Apres la frénésie alimentaire du mois du jeûne, arrive donc, la fièvre festive des mois d’été. Deux mois pendant lesquels l’outrance est élevée en art de vivre ; Deux mois d’excès généralisés. Excès de vitesse, excès d’alcool, excès de violence, excès de soleil, excès de crème glacée et j’en passe. Des excès qui touchent à la santé des tunisiens mais aussi, et d’encore de plus prés, à la santé de leurs portefeuilles. Les familles, qui se relèvent à peine des ardoises des grandes cérémonies festives qui ont ponctué l’année écoulée ainsi que les cours particuliers quasi-obligatoires des examens de fin d’années, affrontent avec beaucoup de courage des nouvelles dépenses souvent disproportionnées par rapport à leurs moyens réels. Cette volonté instinctive de dépenser, certains excellent dans l’art de la canalisée et dans celui d’alléger le vacancier de l’argent que souvent, il ne possède pas. C’est ainsi qu’on voit fleurir des terrasses où on vous propose différentes sortes de boissons qui coûtent jusqu’à 50 fois leurs prix de revient et qu’on met une heure à vous les servir ! C’est ainsi également que certains se bousculent pour déguster des pizzas mi-cuites saupoudrées d’ingrédients, qui n’existent réellement que sur la carte. C’est aussi grâce aux mêmes que d’autres payent le prix fort pour louer une maison qui donne sur la route derrière laquelle se trouvent les maisons d’où l’on aperçoit la mer ! Une mer qui devient de plus en plus inaccessible au commun des mortels.

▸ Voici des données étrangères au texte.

use crate::expression::Operator;
use std::fmt::Display;

/// Types emitted by the expression Lexer.
#[derive(Debug, PartialEq, Eq, Clone, Copy)]
pub enum Token {
    /// String literal, including the surrounding quotes.
    String,
    /// Number literal.
    Number,
    /// Identifier (unquoted name).
    Identifier,
    /// Whitespace between other tokens.
    Whitespace,
    /// A boolean true.
    True,
    /// A boolean false.
    False,
    /// `null` or `undefined`.
    Null,
    /// .
    Period,
    /// ,
    Comma,
    /// :
    Colon,
    /// ?
    Question,
    /// !
    Exclamation,
    /// (
    LeftParen,
    /// )
    RightParen,
    /// [
    LeftBracket,
    /// ]
    RightBracket,
    /// Describes an action taken on one or two values.
    Operator(Operator),
}

impl Display for Token {
    fn fmt(&self, f: &mut std::fmt::Formatter<'_>) -> std::fmt::Result {
        match self {
            Token::String => write!(f, "string"),
            Token::Number => write!(f, "number"),
            Token::Identifier => write!(f, "identifier"),
            Token::Whitespace => write!(f, "whitespace"),
            Token::True => write!(f, "true"),
            Token::False => write!(f, "false"),
            Token::Null => write!(f, "null"),
            Token::Period => write!(f, "period (.)"),
            Token::Comma => write!(f, "comma (,)"),
            Token::Colon => write!(f, "colon (:)"),
            Token::Question => write!(f, "question mark (?)"),
            Token::Exclamation => write!(f, "exclamation (!)"),
            Token::LeftParen => write!(f, "left parenthesis (()"),
            Token::RightParen => write!(f, "right parenthesis ())"),
            Token::LeftBracket => write!(f, "left bracket ([)"),
            Token::RightBracket => write!(f, "right bracket (])"),
            Token::Operator(operator) => write!(f, "operator {operator}"),
        }
    }
}
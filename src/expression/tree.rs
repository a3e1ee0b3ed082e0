use crate::{expression::Operator, region::Region};
use serde_json::Value;

/// The Abstract Syntax Tree of an expression.
#[derive(Debug, Clone, PartialEq)]
pub enum Expr {
    /// A literal value located directly in the expression.
    Literal(Literal),
    /// A name resolved through the context.
    Variable(Region),
    /// An array literal, such as `[1, 2, 3]`.
    Array(Array),
    /// Access a named member, such as `location.title`.
    Member(Member),
    /// Access a computed member, such as `items[0]`.
    Index(Index),
    /// Call a method, such as `name.toUpperCase()`.
    Call(Call),
    /// An operator applied to a single operand.
    Unary(Unary),
    /// An operator applied to two operands.
    Binary(Binary),
    /// Choose between two expressions, such as `a ? b : c`.
    Conditional(Conditional),
}

impl Expr {
    /// Get the Region from the underlying Expr kind.
    pub fn get_region(&self) -> Region {
        match self {
            Expr::Literal(literal) => literal.region,
            Expr::Variable(region) => *region,
            Expr::Array(array) => array.region,
            Expr::Member(member) => member.region,
            Expr::Index(index) => index.region,
            Expr::Call(call) => call.region,
            Expr::Unary(unary) => unary.region,
            Expr::Binary(binary) => binary.region,
            Expr::Conditional(conditional) => conditional.region,
        }
    }
}

#[derive(Debug, Clone, PartialEq)]
pub struct Literal {
    pub value: Value,
    pub region: Region,
}

#[derive(Debug, Clone, PartialEq)]
pub struct Array {
    pub items: Vec<Expr>,
    pub region: Region,
}

#[derive(Debug, Clone, PartialEq)]
pub struct Member {
    pub receiver: Box<Expr>,
    /// Location of the member name.
    pub name: Region,
    pub region: Region,
}

#[derive(Debug, Clone, PartialEq)]
pub struct Index {
    pub receiver: Box<Expr>,
    pub index: Box<Expr>,
    pub region: Region,
}

/// A call is only valid when the callee is a [`Member`], which names the
/// method and provides the receiver.
#[derive(Debug, Clone, PartialEq)]
pub struct Call {
    pub callee: Box<Expr>,
    pub arguments: Vec<Expr>,
    pub region: Region,
}

/// Operators that accept a single operand.
#[derive(Debug, Clone, Copy, PartialEq, Eq)]
pub enum Prefix {
    /// !
    Not,
    /// -
    Negate,
    /// +
    Plus,
}

#[derive(Debug, Clone, PartialEq)]
pub struct Unary {
    pub operator: Prefix,
    pub operand: Box<Expr>,
    pub region: Region,
}

#[derive(Debug, Clone, PartialEq)]
pub struct Binary {
    pub left: Box<Expr>,
    pub operator: Operator,
    pub right: Box<Expr>,
    pub region: Region,
}

#[derive(Debug, Clone, PartialEq)]
pub struct Conditional {
    pub condition: Box<Expr>,
    pub then: Box<Expr>,
    pub otherwise: Box<Expr>,
    pub region: Region,
}
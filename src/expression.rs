//! Expression evaluation.
//!
//! Expressions appear in output segments (`##=lat.toFixed(2)##`), in the
//! condition of `if` blocks and in the collection of `each` blocks. They are
//! evaluated against a [`Lookup`], and have no access to anything else.
//!
//! &str -> Token -> Expr -> Value
mod compare;
mod eval;
mod lex;
mod method;
mod parse;
mod tree;

pub(crate) use compare::is_truthy;
pub(crate) use lex::is_identifier;

use self::{eval::Evaluator, parse::Parser};
use crate::{context::Lookup, log::EvaluateError};
use serde_json::Value;
use std::{borrow::Cow, fmt::Display};

/// Evaluate the expression against the given context.
///
/// # Errors
///
/// Returns an [`EvaluateError`] when the expression is not well formed,
/// references a name that is absent from the context, or applies an
/// operation to values that do not support it.
///
/// # Examples
///
/// ```
/// use hashblock::{evaluate, Context};
/// use serde_json::json;
///
/// let context = Context::new()
///     .with_value("lat", json!(34.5))
///     .with_value("range", json!(20));
///
/// assert_eq!(evaluate("lat > 30 && range / 2", &context).unwrap(), json!(10));
/// assert!(evaluate("missing + 1", &context).is_err());
/// ```
pub fn evaluate<T>(expression: &str, context: &T) -> Result<Value, EvaluateError>
where
    T: Lookup,
{
    evaluate_in(expression, context).map(Cow::into_owned)
}

/// Evaluate the expression, borrowing the result from the context when
/// possible.
pub(crate) fn evaluate_in<'context>(
    expression: &str,
    context: &'context dyn Lookup,
) -> Result<Cow<'context, Value>, EvaluateError> {
    let tree = Parser::new(expression).parse()?;

    Evaluator::new(expression, context).evaluate(&tree)
}

/// Operators recognized by the Lexer and Parser.
#[derive(Debug, PartialEq, Eq, Copy, Clone)]
pub enum Operator {
    /// +
    Add,
    /// -
    Subtract,
    /// *
    Multiply,
    /// /
    Divide,
    /// %
    Remainder,
    /// >
    Greater,
    /// <
    Lesser,
    /// == or ===
    Equal,
    /// != or !==
    NotEqual,
    /// >=
    GreaterOrEqual,
    /// <=
    LesserOrEqual,
    /// &&
    And,
    /// ||
    Or,
}

impl Operator {
    /// Return the binding power of the [`Operator`] when used between two
    /// operands. Higher binds tighter.
    pub(crate) fn precedence(&self) -> u8 {
        match self {
            Operator::Or => 1,
            Operator::And => 2,
            Operator::Equal | Operator::NotEqual => 3,
            Operator::Greater
            | Operator::Lesser
            | Operator::GreaterOrEqual
            | Operator::LesserOrEqual => 4,
            Operator::Add | Operator::Subtract => 5,
            Operator::Multiply | Operator::Divide | Operator::Remainder => 6,
        }
    }
}

impl Display for Operator {
    fn fmt(&self, f: &mut std::fmt::Formatter<'_>) -> std::fmt::Result {
        match self {
            Operator::Add => write!(f, "+"),
            Operator::Subtract => write!(f, "-"),
            Operator::Multiply => write!(f, "*"),
            Operator::Divide => write!(f, "/"),
            Operator::Remainder => write!(f, "%"),
            Operator::Greater => write!(f, ">"),
            Operator::Lesser => write!(f, "<"),
            Operator::Equal => write!(f, "=="),
            Operator::NotEqual => write!(f, "!="),
            Operator::GreaterOrEqual => write!(f, ">="),
            Operator::LesserOrEqual => write!(f, "<="),
            Operator::And => write!(f, "&&"),
            Operator::Or => write!(f, "||"),
        }
    }
}

#[cfg(test)]
mod tests {
    use super::evaluate;
    use crate::{log::EvaluateErrorKind, Context};
    use serde_json::{json, Value};

    fn context() -> Context {
        Context::try_from(json!({
            "lat": 34.0,
            "range": 20,
            "name": "Zuma Beach",
            "empty": [],
            "data": [
                { "title": "Zuma", "dry_grade": "A+", "northSouthOrder": 34.02 },
                { "title": "Venice", "dry_grade": "B", "northSouthOrder": 33.98 },
            ],
            "nothing": null,
        }))
        .unwrap()
    }

    fn check(expression: &str, expect: Value) {
        assert_eq!(
            evaluate(expression, &context()).unwrap(),
            expect,
            "evaluating `{expression}`"
        );
    }

    fn check_err(expression: &str, expect: EvaluateErrorKind) {
        let error = evaluate(expression, &context()).unwrap_err();
        assert_eq!(error.kind(), expect, "evaluating `{expression}`: {error}");
    }

    #[test]
    fn test_literals() {
        check("12", json!(12));
        check("1.5", json!(1.5));
        check("'single'", json!("single"));
        check(r#""dou\"ble""#, json!("dou\"ble"));
        check("true", json!(true));
        check("null", Value::Null);
        check("undefined", Value::Null);
        check("[1, 'a', false]", json!([1, "a", false]));
    }

    #[test]
    fn test_arithmetic() {
        check("1 + 2 * 3", json!(7));
        check("(1 + 2) * 3", json!(9));
        check("range / 69", json!(20.0 / 69.0));
        check("range % 6", json!(2));
        check("-range + 5", json!(-15));
        check("'a' + 1", json!("a1"));
        check("'a' + nothing + data.missing", json!("anullnull"));
        check("name + '!'", json!("Zuma Beach!"));
        check("+'4.5'", json!(4.5));
    }

    #[test]
    fn test_comparison() {
        check("lat > 30", json!(true));
        check("lat - range <= 14", json!(true));
        check("range == 20", json!(true));
        check("range === 20.0", json!(true));
        check("name != 'Zuma Beach'", json!(false));
        check("'a' < 'b'", json!(true));
    }

    #[test]
    fn test_logical() {
        check("nothing || 'fallback'", json!("fallback"));
        check("name && range", json!(20));
        check("!empty", json!(false));
        check("!nothing", json!(true));
        check("0 && missing", json!(0));
        check("range > 10 ? 'far' : 'near'", json!("far"));
    }

    #[test]
    fn test_member_access() {
        check("data[0].title", json!("Zuma"));
        check("data[1]['dry_grade']", json!("B"));
        check("data.length", json!(2));
        check("name.length", json!(10));
        check("data[0].missing", Value::Null);
        check("data[5]", Value::Null);
    }

    #[test]
    fn test_methods() {
        check("lat.toFixed(2)", json!("34.00"));
        check("name.toUpperCase()", json!("ZUMA BEACH"));
        check("name.split(' ')[1]", json!("Beach"));
        check("data[0].dry_grade.includes('+')", json!(true));
        check("[1, 2, 3].join('-')", json!("1-2-3"));
        check("range.toString() + 'mi'", json!("20mi"));
    }

    #[test]
    fn test_errors() {
        check_err("missing", EvaluateErrorKind::UndefinedReference);
        check_err("nothing.title", EvaluateErrorKind::IncompatibleTypes);
        check_err("name - 1", EvaluateErrorKind::IncompatibleTypes);
        check_err("range / 0", EvaluateErrorKind::NonFiniteNumber);
        check_err("range +", EvaluateErrorKind::Syntax);
        check_err("", EvaluateErrorKind::Syntax);
        check_err("name.shout()", EvaluateErrorKind::UnknownMethod);
        check_err("lat(1)", EvaluateErrorKind::NotCallable);
        check_err("range = 1", EvaluateErrorKind::Syntax);
    }

    #[test]
    fn test_undefined_reference_region() {
        let error = evaluate("lat + missing", &context()).unwrap_err();

        assert_eq!(error.region(), (6..13).into());
    }
}
/// Types emitted by the segment Lexer.
#[derive(Debug, PartialEq, Eq, Clone, Copy)]
pub enum Token {
    /// Text outside of the delimiters, copied to the output verbatim.
    Literal,
    /// Text between a pair of delimiters.
    Control,
}

impl Token {
    /// Return the kind of the segment that follows this one.
    ///
    /// Segments strictly alternate, beginning with [`Token::Literal`].
    pub fn flip(self) -> Self {
        match self {
            Token::Literal => Token::Control,
            Token::Control => Token::Literal,
        }
    }
}
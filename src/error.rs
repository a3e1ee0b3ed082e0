use crate::log::{ParseError, RenderError};
use std::{
    fmt::{Display, Formatter},
    io,
    path::PathBuf,
};

/// Crate level error type.
///
/// Compiling a [`Template`][`crate::Template`] only ever fails with a
/// [`ParseError`], and rendering one only ever fails with a [`RenderError`].
/// This type gathers those together with the failures of the surrounding
/// operations, such as reading template files.
#[derive(Debug)]
pub enum Error {
    /// A template file could not be read.
    Io {
        /// The file that was being read.
        path: PathBuf,
        /// The underlying failure.
        source: io::Error,
    },
    /// A value could not be converted for use in a [`Context`][`crate::Context`].
    Serialize(serde_json::Error),
    /// A [`Builder`][`crate::Builder`] was given an unusable marker.
    Syntax(String),
    /// A template could not be compiled.
    Parse(ParseError),
    /// A template could not be rendered.
    Render(RenderError),
    /// A template with the same name is already registered in an
    /// [`Engine`][`crate::Engine`].
    TemplateExists(String),
    /// No template with the given name is registered in an
    /// [`Engine`][`crate::Engine`].
    MissingTemplate(String),
}

impl Display for Error {
    fn fmt(&self, f: &mut Formatter<'_>) -> std::fmt::Result {
        match self {
            Error::Io { path, source } => {
                write!(f, "unable to read template `{}`: {source}", path.display())
            }
            Error::Serialize(error) => write!(f, "unable to serialize value: {error}"),
            Error::Syntax(reason) => write!(f, "invalid syntax configuration: {reason}"),
            Error::Parse(error) if f.alternate() => write!(f, "{error:#}"),
            Error::Parse(error) => write!(f, "{error}"),
            Error::Render(error) if f.alternate() => write!(f, "{error:#}"),
            Error::Render(error) => write!(f, "{error}"),
            Error::TemplateExists(name) => write!(
                f,
                "template with name `{name}` already exists in engine"
            ),
            Error::MissingTemplate(name) => write!(
                f,
                "template with name `{name}` not found in engine, add it with `.add_template`"
            ),
        }
    }
}

impl std::error::Error for Error {
    fn source(&self) -> Option<&(dyn std::error::Error + 'static)> {
        match self {
            Error::Io { source, .. } => Some(source),
            Error::Serialize(error) => Some(error),
            Error::Parse(error) => Some(error),
            Error::Render(error) => Some(error),
            Error::Syntax(_) | Error::TemplateExists(_) | Error::MissingTemplate(_) => None,
        }
    }
}

impl From<ParseError> for Error {
    fn from(error: ParseError) -> Self {
        Self::Parse(error)
    }
}

impl From<RenderError> for Error {
    fn from(error: RenderError) -> Self {
        Self::Render(error)
    }
}

impl From<serde_json::Error> for Error {
    fn from(error: serde_json::Error) -> Self {
        Self::Serialize(error)
    }
}
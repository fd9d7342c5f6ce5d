//! Radium
//!
//! Front end of the Radium toolchain: source text is scanned into tokens,
//! then parsed into an ordered list of statements for a downstream consumer.

pub mod feedback;
pub mod frontend;
pub mod utils;

pub use frontend::ast::{Expression, LogStatement, QuitStatement, Statement, VariableDeclaration};
pub use frontend::lexer::{tokenize, Lexer};
pub use frontend::parser::{parse, Parser};
pub use frontend::token::{Token, TokenKind};
pub use utils::{Error, LexError, ParseError, Result};

/// Lex and parse `source` in one go
pub fn parse_source(source: &str) -> Result<Vec<Statement>> {
    let tokens = tokenize(source)?;
    Ok(parse(&tokens)?)
}

#[cfg(test)]
mod tests {
    use super::*;
    use pretty_assertions::assert_eq;

    #[test]
    fn test_parse_source() {
        let statements = parse_source("const limit = 10;\nlog(7);\nquit(0);\n").unwrap();
        assert_eq!(statements.len(), 3);
        assert!(matches!(statements[2], Statement::Quit(_)));
    }

    #[test]
    fn test_parse_source_errors() {
        let err = parse_source("log(1);\nlog(2 + 3);").unwrap_err();
        assert_eq!(err, Error::Lex(LexError { character: '+', line: 2 }));

        let err = parse_source("quit(0); log(1);").unwrap_err();
        assert!(matches!(err, Error::Parse(ParseError { line: 1, .. })));
    }
}
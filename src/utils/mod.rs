//! Utility module

mod error;

pub use error::{Error, LexError, ParseError, Result};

Les vacances d’été c’est également des millions de touristes en sandales et chaussettes blanches qui débarquent sur nos plages et interdisent à leurs insu l’accès aux hôtels au plus part des tunisiens. A part quelques privilégiés et pour la plus grande majorité des tunisiens, obtenir une chambre d’hôtel ou même pouvoir se débarbouiller dans la piscine pendant la haute saison relève du miracle ou tout du moins d’un grand sacrifice financier. Pourtant, les tunisiens n’en veulent pas aux hôteliers qui eux, par leurs pratiques discriminatoires, semblent leur en vouloir et pas seulement aux avocats d’entre eux. Par ailleurs, la moindre baisse de régime dans les réservations des tours opérateurs étrangers et les mêmes hôteliers se transforment en véritables amis du peuple en lui proposant de profiter de la grande tradition hôtelière tunisienne à des prix abordables d’habitude réservés à nos hôtes. Avec 318 US $ dépensés par touriste, les tunisiens n’auront qu’à ne pas déroger à leurs habitudes pour faire mieux.

Mais les vacances estivales c’est aussi et surtout, le retour au pays pour des centaines de milliers de nos compatriotes vivants à l’étranger. Après une année de dur labeur, les tunisiens en mal de pays, reviennent d’année en année se soulager de leurs économies patiemment constituées. Ce n’est ni l’économie tunisienne ni les familles et les proches qui se plaindront ! Mais au-delà, des considérations financières, c’est principalement un moment de retrouvailles privilégié. C’est d’autant plus primordial que s’il gagne en sincérité et en franchise il nous permettrait de mieux voir notre réalité que l’on vie en Tunisie ou ailleurs dans le monde. Ceux vivant en Tunisie arrêteraient de fantasmer de l’eldorado occidental à travers le niveau de vie des émigrés en vacances, qui est généralement loin d’être le leur durant le reste de l’année. Ces même tunisiens expatriés chercheraient plus à regarder derrière l’armada de mesures et de directives que le régime en place déploie pour leur laisser le meilleur souvenir de leurs vacances et d’occulter ainsi, le temps d’une baignade, sa vrai nature.